**Data provided**
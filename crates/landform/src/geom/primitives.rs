//! Point and segment primitives shared by the boundary queries and the
//! placement engine.
//!
//! All functions are pure, O(n) in vertex count, and allocate nothing.

use nalgebra::Vector2;

/// Euclidean distance between two points.
#[inline]
pub fn distance(a: Vector2<f64>, b: Vector2<f64>) -> f64 {
    (b - a).norm()
}

/// Closest point to `p` on the segment `a..b`.
///
/// The projection parameter is clamped to [0, 1], so the result always lies
/// on the segment. A zero-length segment returns `a`.
pub fn nearest_point_on_segment(
    p: Vector2<f64>,
    a: Vector2<f64>,
    b: Vector2<f64>,
) -> Vector2<f64> {
    let ab = b - a;
    let len_sq = ab.norm_squared();
    if len_sq <= 0.0 {
        return a;
    }
    let t = ((p - a).dot(&ab) / len_sq).clamp(0.0, 1.0);
    a + ab * t
}

/// Even-odd (ray casting) containment test against an implicitly closed
/// vertex loop.
///
/// Iterates edges `(i, i-1 mod n)` and counts crossings of a horizontal ray
/// from `p`. Fewer than 3 vertices returns `false` unconditionally; that is
/// "no containment info", not "definitely outside", and consumers that treat
/// such polygons as unconstrained must filter them out before calling.
pub fn point_in_polygon(p: Vector2<f64>, verts: &[Vector2<f64>]) -> bool {
    let n = verts.len();
    if n < 3 {
        return false;
    }
    let mut inside = false;
    let mut j = n - 1;
    for i in 0..n {
        let vi = verts[i];
        let vj = verts[j];
        // Edge straddles the ray's y, and the crossing is to the right of p.
        if (vi.y > p.y) != (vj.y > p.y)
            && p.x < (vj.x - vi.x) * (p.y - vi.y) / (vj.y - vi.y) + vi.x
        {
            inside = !inside;
        }
        j = i;
    }
    inside
}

**Work to be completed**
Apply a filter to the listing above so that only lines with "returns" are kept, and copy those lines.

**Task solution**
/// on the segment. A zero-length segment returns `a`.
/// from `p`. Fewer than 3 vertices returns `false` unconditionally; that is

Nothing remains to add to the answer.